Scientists don’t know:
Not long ago I blundered across something about nuclear bombs.  Then I read an article by the editor of HARVARD MAGAZINE, which ought to mean it was done with access to minds more prepared in the field than my own.  (Craig Lambert Nuclear Weapons or Democracy HARVARD MAGAZINE vol. 116 no. 4 March – April 2014 page 47) The article suggests we need to eliminate our nuclear stockpile because it puts so much power in the hands of a single person.  Don’t forget, the next president may well be someone you neither love nor trust whatever you think about the current incumbent.

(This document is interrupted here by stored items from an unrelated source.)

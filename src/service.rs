//! Host-side entry point for running deprecations.
//!
//! This module provides the [`ConfigService`] type, which ties the pieces a
//! host needs together: loading settings files, running the engine over
//! them, logging every reported deprecation and deciding whether the host may
//! start with the result.
//!
//! # Example
//!
//! ```rust,no_run
//! use config_deprecation::ConfigService;
//!
//! fn main() -> Result<(), Box<dyn std::error::Error>> {
//!     let service = ConfigService::standard();
//!
//!     // Load, merge and rewrite the settings
//!     let validated = service.load(&["config/kibana.yml"], &["server.port=5601"])?;
//!
//!     // Refuse to start on critical deprecations
//!     validated.ensure_startable()?;
//!
//!     for (domain, messages) in validated.by_domain() {
//!         println!("[{domain}] {} deprecation(s)", messages.len());
//!     }
//!
//!     Ok(())
//! }
//! ```
use std::path::Path;

use indexmap::IndexMap;
use tracing::{error, info, warn};

use crate::{
    atomic::AtomicFile,
    context::AmbientContext,
    engine::DeprecationEngine,
    error::Error,
    loader,
    message::RecordedDeprecation,
    registry::DeprecationRegistry,
    value::Value,
};

/// The rewritten settings together with everything reported while
/// rewriting them.
#[derive(Debug, Clone, PartialEq)]
pub struct ValidatedSettings {
    pub settings: Value,
    pub deprecations: Vec<RecordedDeprecation>,
}

impl ValidatedSettings {
    pub fn critical_count(&self) -> usize {
        self.deprecations.iter().filter(|d| d.is_critical()).count()
    }

    /// Groups the reported deprecations by the domain of the component that
    /// registered the rule. Domains appear in the order they first reported
    /// something; the root component's domain is `""`.
    pub fn by_domain(&self) -> IndexMap<&str, Vec<&RecordedDeprecation>> {
        let mut grouped: IndexMap<&str, Vec<&RecordedDeprecation>> = IndexMap::new();
        for deprecation in &self.deprecations {
            grouped
                .entry(deprecation.domain.as_str())
                .or_default()
                .push(deprecation);
        }
        grouped
    }

    /// Applies the startup policy: warnings are tolerated, any critical
    /// deprecation is not.
    ///
    /// # Errors
    ///
    /// Returns [`Error::CriticalDeprecations`] with the number of critical
    /// messages when there is at least one.
    pub fn ensure_startable(&self) -> Result<(), Error> {
        match self.critical_count() {
            0 => Ok(()),
            count => Err(Error::CriticalDeprecations(count)),
        }
    }
}

/// Runs a fixed registry over settings on behalf of a host.
///
/// `ConfigService` is responsible for:
///
/// - Reading and merging settings files and command-line overrides
/// - Rewriting the settings with every registered rule
/// - Logging each reported deprecation
/// - Persisting the rewritten settings on request
///
/// The environment is captured once when the service is created, so every
/// run of the same service sees the same ambient inputs.
#[derive(Debug, Clone)]
pub struct ConfigService {
    engine: DeprecationEngine,
}

impl ConfigService {
    /// Creates a service over `registry`, capturing the current process
    /// environment.
    pub fn new(registry: DeprecationRegistry) -> Self {
        Self::with_ambient(registry, AmbientContext::capture())
    }

    pub fn with_ambient(registry: DeprecationRegistry, ambient: AmbientContext) -> Self {
        Self {
            engine: DeprecationEngine::new(registry, ambient),
        }
    }

    /// A service over [`DeprecationRegistry::standard`].
    pub fn standard() -> Self {
        Self::new(DeprecationRegistry::standard())
    }

    pub fn registry(&self) -> &DeprecationRegistry {
        self.engine.registry()
    }

    /// Rewrites `raw` and logs every reported deprecation.
    ///
    /// Warnings are logged at `warn` level and critical deprecations at
    /// `error` level, each with the reporting domain and rule as fields.
    ///
    /// # Errors
    ///
    /// Returns [`Error::Rule`] when a rule fails. Nothing is logged for the
    /// messages reported before the failure.
    pub fn validate(&self, raw: Value) -> Result<ValidatedSettings, Error> {
        let applied = self.engine.apply(raw)?;

        for deprecation in &applied.deprecations {
            let message = &deprecation.message;
            let url = message.documentation_url.as_deref().unwrap_or_default();
            if deprecation.is_critical() {
                error!(
                    domain = %deprecation.domain,
                    rule = %deprecation.rule,
                    documentation_url = url,
                    "{}",
                    message.message
                );
            } else {
                warn!(
                    domain = %deprecation.domain,
                    rule = %deprecation.rule,
                    documentation_url = url,
                    "{}",
                    message.message
                );
            }
        }

        Ok(ValidatedSettings {
            settings: applied.settings,
            deprecations: applied.deprecations,
        })
    }

    /// Reads `files` in order, applies `overrides` and validates the
    /// result.
    ///
    /// # Errors
    ///
    /// - [`Error::Io`] when a file cannot be read
    /// - [`Error::UnsupportedFormat`] for an unknown file extension
    /// - [`Error::InvalidOverride`] for a malformed override
    /// - [`Error::Rule`] when a rule fails
    pub fn load<P, S>(&self, files: &[P], overrides: &[S]) -> Result<ValidatedSettings, Error>
    where
        P: AsRef<Path>,
        S: AsRef<str>,
    {
        let raw = loader::load_settings(files, overrides)?;
        self.validate(raw)
    }

    /// Atomically replaces `destination` with the rewritten settings, in the
    /// format its extension names.
    pub fn persist(
        &self,
        validated: &ValidatedSettings,
        destination: impl AsRef<Path>,
    ) -> Result<(), Error> {
        let destination = destination.as_ref();
        AtomicFile::new(destination).write_settings(&validated.settings)?;
        info!(file = %destination.display(), "Wrote rewritten settings");
        Ok(())
    }
}

#[cfg(test)]
mod tests {
    use super::*;
    use crate::{
        deprecations, factory::ConfigDeprecationFactory, message::DeprecationLevel,
        registry::RegistryBuilder,
    };
    use pretty_assertions::assert_eq;

    fn yaml(source: &str) -> Value {
        serde_yaml::from_str(source).unwrap()
    }

    fn service() -> ConfigService {
        let registry = RegistryBuilder::new()
            .provider("", &|f: &ConfigDeprecationFactory| {
                deprecations![
                    f.unused_from_root("legacy.flag"),
                    f.rename_from_root("old.port", "server.port")
                        .level(DeprecationLevel::Critical),
                ]
            })
            .provider("monitoring", &|f: &ConfigDeprecationFactory| {
                deprecations![f.unused("legacy")]
            })
            .build();
        ConfigService::with_ambient(registry, AmbientContext::default())
    }

    #[test]
    fn test_warnings_do_not_block_startup() {
        let validated = service().validate(yaml("legacy:\n  flag: true\n")).unwrap();

        assert_eq!(validated.deprecations.len(), 1);
        assert_eq!(validated.critical_count(), 0);
        assert!(validated.ensure_startable().is_ok());
    }

    #[test]
    fn test_critical_blocks_startup() {
        let validated = service().validate(yaml("old:\n  port: 1\n")).unwrap();

        assert_eq!(validated.settings, yaml("server:\n  port: 1\n"));
        assert!(matches!(
            validated.ensure_startable(),
            Err(Error::CriticalDeprecations(1))
        ));
    }

    #[test]
    fn test_by_domain_groups_in_first_seen_order() {
        let validated = service()
            .validate(yaml("monitoring:\n  legacy: 1\nlegacy:\n  flag: 1\n"))
            .unwrap();

        let grouped = validated.by_domain();
        let domains: Vec<_> = grouped.keys().copied().collect();
        assert_eq!(domains, vec!["", "monitoring"]);
        assert_eq!(grouped["monitoring"][0].rule, "unused(monitoring.legacy)");
    }

    #[test]
    fn test_load_and_persist() {
        let dir = tempfile::tempdir().unwrap();
        let file = dir.path().join("kibana.yml");
        std::fs::write(&file, "old:\n  port: 5601\n").unwrap();

        let service = service();
        let validated = service.load(&[&file], &["legacy.flag=true"]).unwrap();
        assert_eq!(validated.deprecations.len(), 2);

        service.persist(&validated, &file).unwrap();
        let reloaded = service.load(&[&file], &[] as &[&str]).unwrap();
        assert_eq!(reloaded.settings, yaml("server:\n  port: 5601\nlegacy:\n  flag: true\n"));
        assert_eq!(reloaded.deprecations.len(), 1);
    }
}
//! Dotted-path access to the settings tree.
//!
//! Rules never walk the tree by hand; they go through these functions so a
//! rule only assumes the shape of the paths it names. Segments are separated
//! by `.`; a segment made only of digits indexes into a sequence. The empty
//! path addresses the root.
use crate::{
    error::Error,
    value::{Mapping, Value},
};

fn segments(path: &str) -> Result<Vec<&str>, Error> {
    if path.is_empty() {
        return Ok(Vec::new());
    }

    let parts: Vec<&str> = path.split('.').collect();
    if parts.iter().any(|part| part.is_empty()) {
        return Err(Error::InvalidPath {
            path: path.to_string(),
            reason: "empty path segment".to_string(),
        });
    }
    Ok(parts)
}

fn child<'a>(node: &'a Value, segment: &str) -> Option<&'a Value> {
    match node {
        Value::Mapping(map) => map.get(segment),
        Value::Sequence(items) => segment.parse::<usize>().ok().and_then(|i| items.get(i)),
        _ => None,
    }
}

fn child_mut<'a>(node: &'a mut Value, segment: &str) -> Option<&'a mut Value> {
    match node {
        Value::Mapping(map) => map.get_mut(segment),
        Value::Sequence(items) => segment
            .parse::<usize>()
            .ok()
            .and_then(|i| items.get_mut(i)),
        _ => None,
    }
}

/// Joins a base path and a path relative to it.
///
/// ```rust
/// use config_deprecation::path::join;
///
/// assert_eq!(join("monitoring", "ui.enabled"), "monitoring.ui.enabled");
/// assert_eq!(join("", "server.port"), "server.port");
/// ```
pub fn join(base: &str, key: &str) -> String {
    match (base.is_empty(), key.is_empty()) {
        (true, _) => key.to_string(),
        (_, true) => base.to_string(),
        _ => format!("{base}.{key}"),
    }
}

/// Returns the value at `path`, if present. A present `null` counts as a
/// value.
pub fn get<'a>(tree: &'a Value, path: &str) -> Option<&'a Value> {
    let parts = segments(path).ok()?;
    parts.into_iter().try_fold(tree, child)
}

pub fn get_mut<'a>(tree: &'a mut Value, path: &str) -> Option<&'a mut Value> {
    let parts = segments(path).ok()?;
    parts.into_iter().try_fold(tree, child_mut)
}

/// Whether `path` resolves to a value.
pub fn has(tree: &Value, path: &str) -> bool {
    get(tree, path).is_some()
}

/// Stores `value` at `path` and returns the value it replaced.
///
/// Missing intermediate nodes are created as mappings. An intermediate node
/// that is a scalar is replaced by an empty mapping. A numeric segment past
/// the end of a sequence pads the sequence with `null`.
pub fn set(tree: &mut Value, path: &str, value: Value) -> Result<Option<Value>, Error> {
    let parts = segments(path)?;
    let Some((last, parents)) = parts.split_last() else {
        return Ok(Some(std::mem::replace(tree, value)));
    };

    let mut node = tree;
    for segment in parents {
        node = container_entry(node, segment);
    }

    Ok(match (node, last.parse::<usize>()) {
        (Value::Sequence(items), Ok(index)) => {
            if index < items.len() {
                Some(std::mem::replace(&mut items[index], value))
            } else {
                items.resize(index, Value::Null);
                items.push(value);
                None
            }
        }
        (Value::Mapping(map), _) => map.insert((*last).to_string(), value),
        (other, _) => {
            let mut map = Mapping::new();
            map.insert((*last).to_string(), value);
            *other = Value::Mapping(map);
            None
        }
    })
}

fn container_entry<'a>(node: &'a mut Value, segment: &str) -> &'a mut Value {
    let index = segment
        .parse::<usize>()
        .ok()
        .filter(|_| matches!(node, Value::Sequence(_)));
    if index.is_none() && !matches!(node, Value::Mapping(_)) {
        *node = Value::mapping();
    }

    let slot = match (node, index) {
        (Value::Sequence(items), Some(index)) => {
            if index >= items.len() {
                items.resize(index + 1, Value::Null);
            }
            &mut items[index]
        }
        (Value::Mapping(map), _) => map
            .entry(segment.to_string())
            .or_insert_with(Value::mapping),
        (other, _) => other,
    };
    if !matches!(slot, Value::Mapping(_) | Value::Sequence(_)) {
        *slot = Value::mapping();
    }
    slot
}

/// Removes the value at `path` and returns it. Removing a sequence element
/// shifts the elements after it.
pub fn unset(tree: &mut Value, path: &str) -> Option<Value> {
    let parts = segments(path).ok()?;
    let (last, parents) = parts.split_last()?;

    let parent = parents.iter().try_fold(tree, |node, segment| child_mut(node, segment))?;
    match parent {
        Value::Mapping(map) => map.shift_remove(*last),
        Value::Sequence(items) => {
            let index = last.parse::<usize>().ok()?;
            (index < items.len()).then(|| items.remove(index))
        }
        _ => None,
    }
}

/// Removes the value at `path`, then removes each ancestor mapping the
/// removal left empty. Ancestors at or above `boundary` are kept.
pub fn unset_pruning(tree: &mut Value, path: &str, boundary: &str) -> Option<Value> {
    let removed = unset(tree, path)?;

    let floor = segments(boundary).map(|b| b.len()).unwrap_or(0);
    let parts = segments(path).unwrap_or_default();
    for depth in (floor + 1..parts.len()).rev() {
        let ancestor = parts[..depth].join(".");
        let is_empty = get(tree, &ancestor)
            .and_then(Value::as_mapping)
            .is_some_and(Mapping::is_empty);
        if !is_empty {
            break;
        }
        unset(tree, &ancestor);
    }

    Some(removed)
}
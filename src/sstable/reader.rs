use crate::bloom::BloomFilter;
use crate::error::{Result, SiltError};
use crate::memtable::Entry;
use crate::sstable::{decode_entry, decode_index_entry, Footer, TAIL_LEN};
use bytes::{Buf, Bytes};
use memmap2::{Mmap, MmapOptions};
use std::fs::File;
use std::path::{Path, PathBuf};
use std::sync::Arc;

/// Read handle over one immutable table file.
///
/// The footer is parsed and the sparse index and filter are loaded up front;
/// point and range reads then decode entries straight out of the mapped
/// data region.
pub struct SstReader {
    pub path: PathBuf,
    mmap: Mmap,
    footer: Footer,
    index: Vec<(Bytes, u64)>,
    filter: Option<BloomFilter>,
}

impl SstReader {
    pub fn open(path: impl AsRef<Path>) -> Result<Self> {
        let path = path.as_ref().to_path_buf();
        let file = File::open(&path)?;
        let mmap = unsafe { MmapOptions::new().map(&file)? };

        if mmap.len() < TAIL_LEN {
            return Err(SiltError::Corruption(format!(
                "sstable {path:?} is too small to hold a footer"
            )));
        }
        let footer_size = Footer::read_tail(&mmap)? as usize;
        let footer_start = mmap
            .len()
            .checked_sub(TAIL_LEN + footer_size)
            .ok_or_else(|| {
                SiltError::Corruption(format!(
                    "sstable {path:?} declares a footer larger than the file"
                ))
            })?;
        let footer = Footer::decode(&mmap[footer_start..mmap.len() - TAIL_LEN])?;

        let index_end = if footer.filter_offset != 0 {
            footer.filter_offset as usize
        } else {
            footer_start
        };
        let index_start = footer.index_offset as usize;
        if index_start > index_end || index_end > mmap.len() {
            return Err(SiltError::Corruption(format!(
                "sstable {path:?} index section out of bounds"
            )));
        }

        let index = Self::load_index(&mmap[index_start..index_end])?;
        let filter = if footer.filter_offset != 0 {
            let filter_start = footer.filter_offset as usize;
            if filter_start > footer_start {
                return Err(SiltError::Corruption(format!(
                    "sstable {path:?} filter section out of bounds"
                )));
            }
            Some(BloomFilter::deserialize(&mmap[filter_start..footer_start])?)
        } else {
            None
        };

        Ok(Self {
            path,
            mmap,
            footer,
            index,
            filter,
        })
    }

    fn load_index(mut region: &[u8]) -> Result<Vec<(Bytes, u64)>> {
        if region.len() < 4 {
            return Err(SiltError::Corruption(
                "sstable index shorter than its count".into(),
            ));
        }
        let count = region.get_u32() as usize;
        let mut index = Vec::with_capacity(count);
        for _ in 0..count {
            let ((key, offset), consumed) = decode_index_entry(region)?;
            index.push((key, offset));
            region.advance(consumed);
        }
        Ok(index)
    }

    pub fn file_number(&self) -> u64 {
        self.footer.file_number as u64
    }

    pub fn entry_count(&self) -> u64 {
        self.footer.entry_count as u64
    }

    pub fn first_key(&self) -> &[u8] {
        &self.footer.first_key
    }

    pub fn last_key(&self) -> &[u8] {
        &self.footer.last_key
    }

    /// Range fence AND filter. Both are needed: the fence alone admits
    /// false positives, the filter alone would give false negatives for
    /// keys outside the file's span.
    pub fn maybe_contains(&self, key: &[u8]) -> bool {
        if key < self.first_key() || key > self.last_key() {
            return false;
        }
        match &self.filter {
            Some(filter) => filter.maybe_contains(key),
            None => true,
        }
    }

    /// Point lookup. A returned tombstone entry is a hit: it shadows older
    /// versions and the caller must not keep searching.
    pub fn get(&self, key: &[u8]) -> Result<Option<Entry>> {
        if !self.maybe_contains(key) {
            return Ok(None);
        }

        // Greatest indexed key <= target narrows the scan to one interval.
        let slot = match self.index.binary_search_by(|(k, _)| k.as_ref().cmp(key)) {
            Ok(i) => i,
            Err(0) => return Ok(None),
            Err(i) => i - 1,
        };

        let data_end = self.footer.index_offset as usize;
        let mut pos = self.index[slot].1 as usize;
        while pos < data_end {
            let ((entry_key, entry), consumed) = decode_entry(&self.mmap[pos..data_end])?;
            pos += consumed;
            if entry_key.as_ref() == key {
                return Ok(Some(entry));
            }
            if entry_key.as_ref() > key {
                break;
            }
        }
        Ok(None)
    }

    /// Entries with `start <= key <= end`, ascending.
    pub fn iter_range(self: &Arc<Self>, start: &[u8], end: &[u8]) -> SstRangeIter {
        let pos = match self.index.binary_search_by(|(k, _)| k.as_ref().cmp(start)) {
            Ok(i) => self.index[i].1 as usize,
            Err(0) => 0,
            Err(i) => self.index[i - 1].1 as usize,
        };
        SstRangeIter {
            reader: Arc::clone(self),
            pos,
            start: Bytes::copy_from_slice(start),
            end: Bytes::copy_from_slice(end),
        }
    }

    /// Every entry in the file, ascending. Used by compaction.
    pub fn iter_all(self: &Arc<Self>) -> SstRangeIter {
        SstRangeIter {
            reader: Arc::clone(self),
            pos: 0,
            start: Bytes::new(),
            end: self.footer.last_key.clone(),
        }
    }
}

impl std::fmt::Debug for SstReader {
    fn fmt(&self, f: &mut std::fmt::Formatter<'_>) -> std::fmt::Result {
        f.debug_struct("SstReader")
            .field("path", &self.path)
            .field("file_number", &self.footer.file_number)
            .field("entry_count", &self.footer.entry_count)
            .finish()
    }
}

pub struct SstRangeIter {
    reader: Arc<SstReader>,
    pos: usize,
    start: Bytes,
    end: Bytes,
}

impl Iterator for SstRangeIter {
    type Item = (Bytes, Entry);

    fn next(&mut self) -> Option<Self::Item> {
        let data_end = self.reader.footer.index_offset as usize;
        while self.pos < data_end {
            let ((key, entry), consumed) =
                match decode_entry(&self.reader.mmap[self.pos..data_end]) {
                    Ok(decoded) => decoded,
                    Err(e) => {
                        tracing::warn!(path = ?self.reader.path, error = %e, "sstable scan aborted");
                        self.pos = data_end;
                        return None;
                    }
                };
            self.pos += consumed;
            if key < self.start {
                continue;
            }
            if key > self.end {
                self.pos = data_end;
                return None;
            }
            return Some((key, entry));
        }
        None
    }
}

Opposition to the very existence of nuclear weapons is something I have long heard and feel quite comfortable with.  I hoped that this recent article would enlighten me.  Alas the writer did not mention and presumably did not know what I am about to say: 

The atomic weight of oxygen is 16 and the atomic weight of lithium is about 7.  An oxygen atom combines with two hydrogens to make water, adding 8 units to each hydrogen, while lithium hydride adds seven units.  Lithium hydride is stable (but don’t let moisture near it)and can be machined and casted.  Water sloshes, leaks and is very corrosive.  So it seemed like a good idea to make a hydrogen bomb from lithium hydride rather than heavy water.  (Castle Bravo test.)  The yield was three times what they expected. 

Hmm.  These were high status physicists, best of the best of the best and all that sort of thing.  And they were clueless.   All right.  I might not have predicted that before the event.  But it certainly gives me no reason to have more faith in scientists.

I think basic prudence requires that before trying something somebody, particularly a public servant, needs to ask, “Are you sure this is perfectly safe, and can you prove it?”  That would mean that the atom bomb would still be off limits. 

But I find it hard to believe that such a clown act should have escaped the attention of somebody who really distrusts nuclear weapons.  But there it is.  That’s state of the art in communication and scholarship.  I’m sorry but for anything important you are going to have to use your mind.  And that is true for my abiding topic.